Collected data:

_ _ _ _ _ _ _

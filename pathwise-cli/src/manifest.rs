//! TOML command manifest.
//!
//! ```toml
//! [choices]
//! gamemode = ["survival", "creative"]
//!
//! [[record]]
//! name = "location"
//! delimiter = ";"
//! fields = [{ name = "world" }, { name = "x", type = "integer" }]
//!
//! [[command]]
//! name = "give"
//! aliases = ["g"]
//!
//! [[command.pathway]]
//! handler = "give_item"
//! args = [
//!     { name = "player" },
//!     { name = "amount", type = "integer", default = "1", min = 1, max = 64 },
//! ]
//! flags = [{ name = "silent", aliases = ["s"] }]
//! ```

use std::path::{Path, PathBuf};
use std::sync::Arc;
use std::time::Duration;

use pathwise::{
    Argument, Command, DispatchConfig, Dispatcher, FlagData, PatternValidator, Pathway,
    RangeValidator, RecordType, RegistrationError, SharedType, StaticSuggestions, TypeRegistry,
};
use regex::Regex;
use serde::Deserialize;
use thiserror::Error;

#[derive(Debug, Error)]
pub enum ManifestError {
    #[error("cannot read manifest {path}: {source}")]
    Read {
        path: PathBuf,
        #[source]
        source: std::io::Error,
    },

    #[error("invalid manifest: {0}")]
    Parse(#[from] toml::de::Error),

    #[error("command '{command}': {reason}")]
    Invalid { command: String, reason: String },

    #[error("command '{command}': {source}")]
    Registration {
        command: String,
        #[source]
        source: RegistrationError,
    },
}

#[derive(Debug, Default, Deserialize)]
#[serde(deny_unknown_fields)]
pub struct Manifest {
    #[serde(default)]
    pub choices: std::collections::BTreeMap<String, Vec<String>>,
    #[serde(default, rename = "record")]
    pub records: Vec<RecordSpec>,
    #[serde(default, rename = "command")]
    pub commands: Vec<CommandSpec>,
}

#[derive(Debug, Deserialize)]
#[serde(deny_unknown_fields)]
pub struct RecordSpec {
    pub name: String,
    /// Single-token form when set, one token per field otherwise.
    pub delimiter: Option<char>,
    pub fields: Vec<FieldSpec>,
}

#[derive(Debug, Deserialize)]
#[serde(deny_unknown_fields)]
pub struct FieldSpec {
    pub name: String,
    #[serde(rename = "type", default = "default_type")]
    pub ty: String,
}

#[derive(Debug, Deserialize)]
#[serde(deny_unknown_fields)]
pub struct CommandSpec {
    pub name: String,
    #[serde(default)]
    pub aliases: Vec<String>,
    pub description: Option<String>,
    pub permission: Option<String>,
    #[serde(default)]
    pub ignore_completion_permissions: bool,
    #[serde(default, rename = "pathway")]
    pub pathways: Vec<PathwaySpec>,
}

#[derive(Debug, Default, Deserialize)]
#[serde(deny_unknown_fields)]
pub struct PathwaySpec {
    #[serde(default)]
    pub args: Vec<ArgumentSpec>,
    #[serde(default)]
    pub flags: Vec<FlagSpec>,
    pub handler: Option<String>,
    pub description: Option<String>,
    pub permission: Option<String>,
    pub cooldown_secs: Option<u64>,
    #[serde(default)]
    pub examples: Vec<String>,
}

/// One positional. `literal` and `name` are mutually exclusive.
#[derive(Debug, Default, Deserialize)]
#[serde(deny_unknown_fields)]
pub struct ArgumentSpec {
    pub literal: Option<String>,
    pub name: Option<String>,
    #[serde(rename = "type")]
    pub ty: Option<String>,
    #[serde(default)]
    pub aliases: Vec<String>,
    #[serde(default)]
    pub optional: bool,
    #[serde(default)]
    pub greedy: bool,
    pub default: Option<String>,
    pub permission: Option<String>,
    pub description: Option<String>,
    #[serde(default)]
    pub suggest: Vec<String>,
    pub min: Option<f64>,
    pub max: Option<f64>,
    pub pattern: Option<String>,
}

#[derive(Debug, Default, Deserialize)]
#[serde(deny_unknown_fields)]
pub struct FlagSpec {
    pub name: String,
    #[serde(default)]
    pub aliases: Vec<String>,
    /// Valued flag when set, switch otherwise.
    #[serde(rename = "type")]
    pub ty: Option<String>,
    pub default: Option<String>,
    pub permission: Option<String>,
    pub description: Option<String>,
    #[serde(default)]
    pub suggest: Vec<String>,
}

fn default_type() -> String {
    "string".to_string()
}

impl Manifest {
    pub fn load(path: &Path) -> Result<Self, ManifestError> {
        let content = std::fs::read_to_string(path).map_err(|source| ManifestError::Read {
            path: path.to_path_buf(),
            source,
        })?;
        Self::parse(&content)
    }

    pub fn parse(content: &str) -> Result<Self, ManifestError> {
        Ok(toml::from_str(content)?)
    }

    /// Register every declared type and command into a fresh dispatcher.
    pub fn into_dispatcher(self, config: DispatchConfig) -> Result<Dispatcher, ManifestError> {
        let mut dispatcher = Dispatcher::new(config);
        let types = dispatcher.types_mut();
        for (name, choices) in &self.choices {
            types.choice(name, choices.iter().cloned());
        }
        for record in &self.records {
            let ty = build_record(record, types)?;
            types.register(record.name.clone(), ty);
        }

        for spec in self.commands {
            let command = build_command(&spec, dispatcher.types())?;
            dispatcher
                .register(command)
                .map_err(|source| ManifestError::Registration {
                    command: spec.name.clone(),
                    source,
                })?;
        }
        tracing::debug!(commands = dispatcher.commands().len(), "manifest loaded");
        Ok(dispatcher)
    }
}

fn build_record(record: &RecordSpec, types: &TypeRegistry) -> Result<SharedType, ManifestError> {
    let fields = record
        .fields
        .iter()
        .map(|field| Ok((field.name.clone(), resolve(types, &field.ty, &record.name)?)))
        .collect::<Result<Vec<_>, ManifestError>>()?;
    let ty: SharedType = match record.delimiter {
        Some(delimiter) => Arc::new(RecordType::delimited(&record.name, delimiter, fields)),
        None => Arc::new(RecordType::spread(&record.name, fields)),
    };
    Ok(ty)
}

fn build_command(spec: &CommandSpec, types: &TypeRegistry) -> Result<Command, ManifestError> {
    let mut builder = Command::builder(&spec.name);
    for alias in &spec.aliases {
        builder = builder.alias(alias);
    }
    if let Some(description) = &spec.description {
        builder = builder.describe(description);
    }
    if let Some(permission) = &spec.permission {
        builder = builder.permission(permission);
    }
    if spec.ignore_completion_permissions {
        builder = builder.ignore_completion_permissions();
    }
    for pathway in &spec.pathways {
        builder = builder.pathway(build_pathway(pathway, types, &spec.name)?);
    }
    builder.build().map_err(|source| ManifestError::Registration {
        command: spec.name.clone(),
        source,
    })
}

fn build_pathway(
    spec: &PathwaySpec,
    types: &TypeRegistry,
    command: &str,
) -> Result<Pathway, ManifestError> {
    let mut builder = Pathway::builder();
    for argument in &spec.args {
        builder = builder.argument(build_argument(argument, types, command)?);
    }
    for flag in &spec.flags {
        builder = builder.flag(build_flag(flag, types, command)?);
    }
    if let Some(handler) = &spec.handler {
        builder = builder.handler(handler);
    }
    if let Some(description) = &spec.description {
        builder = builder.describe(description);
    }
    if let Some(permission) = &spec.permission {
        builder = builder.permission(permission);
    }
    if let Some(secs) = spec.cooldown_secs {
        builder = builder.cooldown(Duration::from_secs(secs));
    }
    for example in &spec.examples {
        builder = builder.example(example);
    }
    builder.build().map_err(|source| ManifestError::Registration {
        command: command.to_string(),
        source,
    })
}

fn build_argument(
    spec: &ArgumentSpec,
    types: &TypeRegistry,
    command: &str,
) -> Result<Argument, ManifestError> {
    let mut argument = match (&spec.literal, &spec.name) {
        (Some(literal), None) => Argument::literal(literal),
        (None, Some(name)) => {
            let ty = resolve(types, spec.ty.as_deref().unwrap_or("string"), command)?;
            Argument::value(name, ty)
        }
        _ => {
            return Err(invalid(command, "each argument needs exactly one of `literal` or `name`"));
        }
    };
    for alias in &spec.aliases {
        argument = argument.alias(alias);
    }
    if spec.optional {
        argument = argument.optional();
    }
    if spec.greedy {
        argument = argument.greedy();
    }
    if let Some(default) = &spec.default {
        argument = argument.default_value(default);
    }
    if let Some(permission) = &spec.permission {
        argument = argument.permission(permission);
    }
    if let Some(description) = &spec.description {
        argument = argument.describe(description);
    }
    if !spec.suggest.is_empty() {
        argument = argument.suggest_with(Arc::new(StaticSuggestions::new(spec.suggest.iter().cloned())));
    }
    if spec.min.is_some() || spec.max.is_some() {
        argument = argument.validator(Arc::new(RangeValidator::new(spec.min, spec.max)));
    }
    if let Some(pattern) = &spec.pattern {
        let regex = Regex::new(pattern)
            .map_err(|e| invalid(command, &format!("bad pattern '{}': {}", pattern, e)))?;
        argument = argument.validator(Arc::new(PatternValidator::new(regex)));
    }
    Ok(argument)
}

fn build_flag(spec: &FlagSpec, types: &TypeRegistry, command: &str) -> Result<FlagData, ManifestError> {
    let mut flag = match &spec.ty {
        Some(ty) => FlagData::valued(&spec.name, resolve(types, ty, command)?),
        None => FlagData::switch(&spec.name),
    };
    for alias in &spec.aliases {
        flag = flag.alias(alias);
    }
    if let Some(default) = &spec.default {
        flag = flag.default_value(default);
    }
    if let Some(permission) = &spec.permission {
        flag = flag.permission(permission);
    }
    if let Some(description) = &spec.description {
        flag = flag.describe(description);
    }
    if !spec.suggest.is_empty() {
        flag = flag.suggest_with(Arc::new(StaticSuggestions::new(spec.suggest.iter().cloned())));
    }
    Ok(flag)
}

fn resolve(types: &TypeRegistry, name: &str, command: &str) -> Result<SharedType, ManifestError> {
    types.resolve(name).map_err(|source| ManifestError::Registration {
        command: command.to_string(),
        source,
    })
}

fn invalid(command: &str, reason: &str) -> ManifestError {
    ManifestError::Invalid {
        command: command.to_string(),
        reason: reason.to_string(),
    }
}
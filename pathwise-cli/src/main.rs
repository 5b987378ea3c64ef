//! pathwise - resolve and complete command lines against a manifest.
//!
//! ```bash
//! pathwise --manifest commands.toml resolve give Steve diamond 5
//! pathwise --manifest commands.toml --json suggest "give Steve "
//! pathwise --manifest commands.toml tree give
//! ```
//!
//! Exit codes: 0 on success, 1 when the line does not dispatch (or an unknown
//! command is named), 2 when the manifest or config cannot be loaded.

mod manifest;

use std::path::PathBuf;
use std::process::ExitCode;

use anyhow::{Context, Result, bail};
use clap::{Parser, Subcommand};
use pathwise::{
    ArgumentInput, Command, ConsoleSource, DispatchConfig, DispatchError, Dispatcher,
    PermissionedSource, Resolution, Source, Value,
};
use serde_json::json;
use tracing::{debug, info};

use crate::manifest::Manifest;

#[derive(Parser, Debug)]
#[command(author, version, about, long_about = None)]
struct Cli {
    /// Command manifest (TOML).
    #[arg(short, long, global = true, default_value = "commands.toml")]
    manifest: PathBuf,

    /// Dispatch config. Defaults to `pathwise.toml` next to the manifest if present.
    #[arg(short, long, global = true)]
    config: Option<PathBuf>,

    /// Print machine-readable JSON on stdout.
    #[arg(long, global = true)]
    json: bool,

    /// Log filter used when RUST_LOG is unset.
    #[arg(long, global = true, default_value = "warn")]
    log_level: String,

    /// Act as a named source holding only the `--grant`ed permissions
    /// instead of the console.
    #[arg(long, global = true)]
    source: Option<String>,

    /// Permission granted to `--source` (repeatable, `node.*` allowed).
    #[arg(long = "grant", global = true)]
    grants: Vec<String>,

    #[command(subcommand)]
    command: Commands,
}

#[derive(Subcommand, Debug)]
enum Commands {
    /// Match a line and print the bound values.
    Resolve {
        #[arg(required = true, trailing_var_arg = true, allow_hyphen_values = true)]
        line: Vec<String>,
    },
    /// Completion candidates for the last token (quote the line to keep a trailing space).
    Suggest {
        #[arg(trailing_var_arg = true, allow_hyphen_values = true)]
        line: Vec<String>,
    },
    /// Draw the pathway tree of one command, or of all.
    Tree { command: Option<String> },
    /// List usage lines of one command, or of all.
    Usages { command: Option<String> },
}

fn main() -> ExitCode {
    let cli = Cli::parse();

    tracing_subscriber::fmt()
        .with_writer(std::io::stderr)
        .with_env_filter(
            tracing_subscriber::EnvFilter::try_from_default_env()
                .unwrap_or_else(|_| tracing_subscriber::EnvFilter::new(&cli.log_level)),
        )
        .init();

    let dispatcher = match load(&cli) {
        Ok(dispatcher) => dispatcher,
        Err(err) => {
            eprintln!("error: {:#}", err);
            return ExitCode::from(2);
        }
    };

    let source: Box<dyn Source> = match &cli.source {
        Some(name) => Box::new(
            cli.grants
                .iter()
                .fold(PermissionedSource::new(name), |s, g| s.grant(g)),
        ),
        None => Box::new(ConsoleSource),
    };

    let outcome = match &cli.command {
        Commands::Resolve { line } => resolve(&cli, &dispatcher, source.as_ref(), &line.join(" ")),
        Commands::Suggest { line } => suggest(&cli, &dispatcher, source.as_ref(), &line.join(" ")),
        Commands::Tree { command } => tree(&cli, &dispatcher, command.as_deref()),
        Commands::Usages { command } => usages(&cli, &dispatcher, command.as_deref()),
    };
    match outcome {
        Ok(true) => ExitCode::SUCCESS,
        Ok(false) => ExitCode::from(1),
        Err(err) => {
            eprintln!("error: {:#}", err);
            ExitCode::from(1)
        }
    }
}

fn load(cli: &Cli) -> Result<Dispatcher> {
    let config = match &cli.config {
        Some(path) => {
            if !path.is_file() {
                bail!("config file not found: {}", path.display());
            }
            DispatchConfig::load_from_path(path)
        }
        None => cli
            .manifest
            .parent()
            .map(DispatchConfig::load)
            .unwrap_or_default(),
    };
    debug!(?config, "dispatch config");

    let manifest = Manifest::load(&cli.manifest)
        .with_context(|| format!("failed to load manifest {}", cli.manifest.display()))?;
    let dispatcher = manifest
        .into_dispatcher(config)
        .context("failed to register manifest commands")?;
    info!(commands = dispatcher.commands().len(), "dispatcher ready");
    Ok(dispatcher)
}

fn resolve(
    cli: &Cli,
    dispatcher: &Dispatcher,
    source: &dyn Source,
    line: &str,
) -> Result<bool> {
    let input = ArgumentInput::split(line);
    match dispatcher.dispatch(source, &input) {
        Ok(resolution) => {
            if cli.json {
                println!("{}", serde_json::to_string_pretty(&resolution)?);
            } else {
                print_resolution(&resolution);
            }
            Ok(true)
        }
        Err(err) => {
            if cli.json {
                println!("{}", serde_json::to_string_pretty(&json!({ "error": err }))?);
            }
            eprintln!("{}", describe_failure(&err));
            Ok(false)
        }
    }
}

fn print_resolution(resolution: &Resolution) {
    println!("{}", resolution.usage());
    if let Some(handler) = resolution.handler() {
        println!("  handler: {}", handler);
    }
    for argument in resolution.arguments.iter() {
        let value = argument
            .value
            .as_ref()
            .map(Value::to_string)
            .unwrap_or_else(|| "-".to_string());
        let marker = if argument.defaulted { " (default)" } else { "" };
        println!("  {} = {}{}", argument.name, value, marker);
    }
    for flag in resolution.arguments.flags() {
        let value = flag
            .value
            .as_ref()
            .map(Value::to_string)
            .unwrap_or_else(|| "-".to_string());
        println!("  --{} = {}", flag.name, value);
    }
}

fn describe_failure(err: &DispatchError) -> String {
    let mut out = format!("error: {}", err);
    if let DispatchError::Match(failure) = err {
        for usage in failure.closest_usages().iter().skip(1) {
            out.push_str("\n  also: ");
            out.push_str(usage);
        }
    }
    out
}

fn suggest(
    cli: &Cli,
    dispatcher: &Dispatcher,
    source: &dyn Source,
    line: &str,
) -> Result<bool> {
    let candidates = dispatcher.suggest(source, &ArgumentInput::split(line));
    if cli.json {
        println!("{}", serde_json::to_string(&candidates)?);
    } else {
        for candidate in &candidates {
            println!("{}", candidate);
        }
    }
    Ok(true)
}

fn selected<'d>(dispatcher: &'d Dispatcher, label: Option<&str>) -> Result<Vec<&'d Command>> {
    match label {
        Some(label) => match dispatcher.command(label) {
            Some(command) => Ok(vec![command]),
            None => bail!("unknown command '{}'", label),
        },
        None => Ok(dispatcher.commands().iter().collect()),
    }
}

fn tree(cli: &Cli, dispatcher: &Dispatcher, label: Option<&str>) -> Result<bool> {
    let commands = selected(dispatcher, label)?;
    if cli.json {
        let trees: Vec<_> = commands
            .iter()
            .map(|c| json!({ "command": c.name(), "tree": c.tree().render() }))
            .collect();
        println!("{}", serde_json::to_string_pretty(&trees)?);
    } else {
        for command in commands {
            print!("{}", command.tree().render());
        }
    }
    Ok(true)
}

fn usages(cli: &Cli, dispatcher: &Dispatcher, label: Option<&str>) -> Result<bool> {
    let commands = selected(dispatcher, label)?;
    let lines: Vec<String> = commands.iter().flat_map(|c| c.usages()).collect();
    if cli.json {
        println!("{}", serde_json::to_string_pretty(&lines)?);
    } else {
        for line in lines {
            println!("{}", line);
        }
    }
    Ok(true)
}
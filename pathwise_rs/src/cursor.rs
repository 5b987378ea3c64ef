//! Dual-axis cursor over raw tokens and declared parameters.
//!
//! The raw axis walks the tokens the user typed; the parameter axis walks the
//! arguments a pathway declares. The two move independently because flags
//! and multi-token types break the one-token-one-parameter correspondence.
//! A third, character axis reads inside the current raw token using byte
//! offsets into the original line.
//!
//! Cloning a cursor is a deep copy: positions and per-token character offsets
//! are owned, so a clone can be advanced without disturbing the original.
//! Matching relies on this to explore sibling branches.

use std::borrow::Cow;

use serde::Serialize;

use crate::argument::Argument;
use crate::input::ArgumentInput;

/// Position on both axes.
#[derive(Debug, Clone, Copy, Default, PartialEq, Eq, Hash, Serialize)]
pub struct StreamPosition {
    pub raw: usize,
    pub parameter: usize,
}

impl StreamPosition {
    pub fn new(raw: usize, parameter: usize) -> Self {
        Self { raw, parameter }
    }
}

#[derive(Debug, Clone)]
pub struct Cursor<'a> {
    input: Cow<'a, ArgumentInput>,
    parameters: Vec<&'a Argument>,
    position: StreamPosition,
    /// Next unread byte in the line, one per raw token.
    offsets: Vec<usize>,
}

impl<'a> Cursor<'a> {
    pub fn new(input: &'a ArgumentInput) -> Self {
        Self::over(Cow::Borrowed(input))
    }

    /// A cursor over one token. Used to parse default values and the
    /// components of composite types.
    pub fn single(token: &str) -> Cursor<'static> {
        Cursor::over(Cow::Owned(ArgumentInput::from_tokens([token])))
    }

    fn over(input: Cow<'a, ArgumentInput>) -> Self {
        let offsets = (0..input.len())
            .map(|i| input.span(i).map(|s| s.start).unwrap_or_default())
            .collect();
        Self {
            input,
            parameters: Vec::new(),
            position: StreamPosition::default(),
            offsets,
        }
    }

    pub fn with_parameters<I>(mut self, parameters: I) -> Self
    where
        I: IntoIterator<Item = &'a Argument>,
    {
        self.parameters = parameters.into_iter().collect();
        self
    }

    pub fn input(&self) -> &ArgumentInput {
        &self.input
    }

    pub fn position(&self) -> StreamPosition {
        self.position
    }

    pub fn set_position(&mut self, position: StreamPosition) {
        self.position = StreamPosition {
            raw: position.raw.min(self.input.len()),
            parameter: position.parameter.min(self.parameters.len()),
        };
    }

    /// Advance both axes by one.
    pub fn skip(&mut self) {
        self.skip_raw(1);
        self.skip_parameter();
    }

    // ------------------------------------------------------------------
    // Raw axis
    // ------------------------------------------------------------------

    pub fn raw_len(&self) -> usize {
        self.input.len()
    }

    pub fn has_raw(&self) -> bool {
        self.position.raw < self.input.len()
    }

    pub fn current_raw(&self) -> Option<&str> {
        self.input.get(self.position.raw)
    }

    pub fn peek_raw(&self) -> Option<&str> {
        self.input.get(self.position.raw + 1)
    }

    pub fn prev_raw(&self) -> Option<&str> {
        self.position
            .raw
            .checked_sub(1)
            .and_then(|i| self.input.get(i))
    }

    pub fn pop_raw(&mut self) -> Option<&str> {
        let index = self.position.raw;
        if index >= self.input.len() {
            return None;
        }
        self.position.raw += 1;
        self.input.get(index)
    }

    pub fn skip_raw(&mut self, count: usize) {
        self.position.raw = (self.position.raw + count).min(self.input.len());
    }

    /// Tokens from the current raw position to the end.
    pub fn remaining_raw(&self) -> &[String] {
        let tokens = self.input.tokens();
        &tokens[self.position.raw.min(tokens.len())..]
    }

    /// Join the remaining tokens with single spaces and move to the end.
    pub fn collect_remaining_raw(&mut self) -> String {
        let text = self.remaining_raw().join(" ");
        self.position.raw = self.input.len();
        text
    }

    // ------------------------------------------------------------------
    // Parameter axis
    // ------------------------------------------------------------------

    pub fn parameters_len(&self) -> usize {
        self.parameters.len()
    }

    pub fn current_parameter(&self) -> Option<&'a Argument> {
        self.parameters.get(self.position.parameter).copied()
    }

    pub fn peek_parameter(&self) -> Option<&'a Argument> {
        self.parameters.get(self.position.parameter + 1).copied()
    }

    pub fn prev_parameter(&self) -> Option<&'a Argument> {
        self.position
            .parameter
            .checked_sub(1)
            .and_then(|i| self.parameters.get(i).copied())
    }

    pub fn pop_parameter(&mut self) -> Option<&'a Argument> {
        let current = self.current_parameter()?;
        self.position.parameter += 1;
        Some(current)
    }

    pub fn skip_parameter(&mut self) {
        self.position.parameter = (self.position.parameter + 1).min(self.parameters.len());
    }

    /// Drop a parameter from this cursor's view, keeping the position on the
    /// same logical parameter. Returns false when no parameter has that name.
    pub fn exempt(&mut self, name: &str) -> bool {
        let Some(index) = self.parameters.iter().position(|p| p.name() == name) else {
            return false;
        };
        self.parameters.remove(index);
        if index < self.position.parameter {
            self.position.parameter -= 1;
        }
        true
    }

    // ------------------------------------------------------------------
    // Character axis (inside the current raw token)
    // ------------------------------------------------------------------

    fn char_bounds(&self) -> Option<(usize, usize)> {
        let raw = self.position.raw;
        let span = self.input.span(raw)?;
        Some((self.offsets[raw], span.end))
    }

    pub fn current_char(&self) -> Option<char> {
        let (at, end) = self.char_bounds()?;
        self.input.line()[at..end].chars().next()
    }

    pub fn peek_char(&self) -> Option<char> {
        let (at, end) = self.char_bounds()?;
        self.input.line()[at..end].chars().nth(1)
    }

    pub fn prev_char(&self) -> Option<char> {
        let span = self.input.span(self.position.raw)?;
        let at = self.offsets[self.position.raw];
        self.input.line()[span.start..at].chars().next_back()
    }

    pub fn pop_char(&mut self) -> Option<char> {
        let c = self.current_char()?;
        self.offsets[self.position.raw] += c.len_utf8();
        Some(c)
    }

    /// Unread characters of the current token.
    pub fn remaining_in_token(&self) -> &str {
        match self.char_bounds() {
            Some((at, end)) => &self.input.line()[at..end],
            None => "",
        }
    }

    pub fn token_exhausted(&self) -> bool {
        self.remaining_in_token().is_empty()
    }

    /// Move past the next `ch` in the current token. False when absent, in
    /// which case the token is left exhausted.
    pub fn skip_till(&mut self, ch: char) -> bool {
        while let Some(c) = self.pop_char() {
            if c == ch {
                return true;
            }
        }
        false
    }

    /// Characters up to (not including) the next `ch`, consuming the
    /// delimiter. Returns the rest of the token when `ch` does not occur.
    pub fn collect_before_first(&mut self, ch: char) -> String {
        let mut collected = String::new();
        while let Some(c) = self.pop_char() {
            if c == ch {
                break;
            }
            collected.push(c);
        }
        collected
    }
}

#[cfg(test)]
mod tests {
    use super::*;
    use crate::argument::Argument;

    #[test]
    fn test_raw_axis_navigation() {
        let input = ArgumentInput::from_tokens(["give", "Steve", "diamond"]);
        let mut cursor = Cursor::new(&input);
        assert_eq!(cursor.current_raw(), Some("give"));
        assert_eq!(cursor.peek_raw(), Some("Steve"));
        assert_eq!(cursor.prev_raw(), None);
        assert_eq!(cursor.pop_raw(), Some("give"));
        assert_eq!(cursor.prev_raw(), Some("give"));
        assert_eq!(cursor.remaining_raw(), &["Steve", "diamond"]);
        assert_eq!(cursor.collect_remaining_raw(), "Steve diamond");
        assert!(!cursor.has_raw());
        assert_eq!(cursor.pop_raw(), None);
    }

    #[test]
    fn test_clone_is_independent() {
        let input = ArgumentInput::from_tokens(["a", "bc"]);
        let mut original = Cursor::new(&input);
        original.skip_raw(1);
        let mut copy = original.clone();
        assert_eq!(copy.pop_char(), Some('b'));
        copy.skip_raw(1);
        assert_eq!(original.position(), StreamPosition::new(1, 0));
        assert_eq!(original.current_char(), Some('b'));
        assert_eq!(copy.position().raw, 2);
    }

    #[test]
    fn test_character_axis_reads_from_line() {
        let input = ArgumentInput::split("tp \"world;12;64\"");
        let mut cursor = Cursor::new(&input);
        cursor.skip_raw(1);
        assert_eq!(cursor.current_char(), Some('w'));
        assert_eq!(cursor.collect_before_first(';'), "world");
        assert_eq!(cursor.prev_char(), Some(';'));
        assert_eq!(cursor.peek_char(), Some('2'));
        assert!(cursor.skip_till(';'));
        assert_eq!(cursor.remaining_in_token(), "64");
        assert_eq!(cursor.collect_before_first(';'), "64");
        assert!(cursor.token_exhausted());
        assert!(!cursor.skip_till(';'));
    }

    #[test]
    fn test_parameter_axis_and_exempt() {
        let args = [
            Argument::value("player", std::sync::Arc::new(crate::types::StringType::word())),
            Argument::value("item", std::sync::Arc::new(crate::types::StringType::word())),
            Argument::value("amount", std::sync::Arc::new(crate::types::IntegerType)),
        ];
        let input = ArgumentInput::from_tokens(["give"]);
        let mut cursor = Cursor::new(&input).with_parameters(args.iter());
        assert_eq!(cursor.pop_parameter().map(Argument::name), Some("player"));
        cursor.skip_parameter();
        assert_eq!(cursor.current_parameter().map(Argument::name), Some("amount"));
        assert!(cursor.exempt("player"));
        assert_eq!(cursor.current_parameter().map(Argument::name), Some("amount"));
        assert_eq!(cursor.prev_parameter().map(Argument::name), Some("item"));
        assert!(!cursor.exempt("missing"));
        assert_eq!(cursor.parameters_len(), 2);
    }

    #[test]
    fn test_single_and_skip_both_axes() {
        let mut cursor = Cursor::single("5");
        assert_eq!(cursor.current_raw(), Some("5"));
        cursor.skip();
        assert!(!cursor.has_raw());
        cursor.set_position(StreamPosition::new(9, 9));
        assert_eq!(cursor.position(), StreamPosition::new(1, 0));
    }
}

_ _ _ _ _ _ _

**What is being asked:**
Among the entries above, the line containing "assert_eq!(original.current_char(), Some('b'));", the line containing "assert_eq!(cursor.current_char(), Some('w'));", and all lines between them are to be restated word for word; nothing else belongs in the reply.

**Output for this task:**
        assert_eq!(original.current_char(), Some('b'));
        assert_eq!(copy.position().raw, 2);
    }

    #[test]
    fn test_character_axis_reads_from_line() {
        let input = ArgumentInput::split("tp \"world;12;64\"");
        let mut cursor = Cursor::new(&input);
        cursor.skip_raw(1);
        assert_eq!(cursor.current_char(), Some('w'));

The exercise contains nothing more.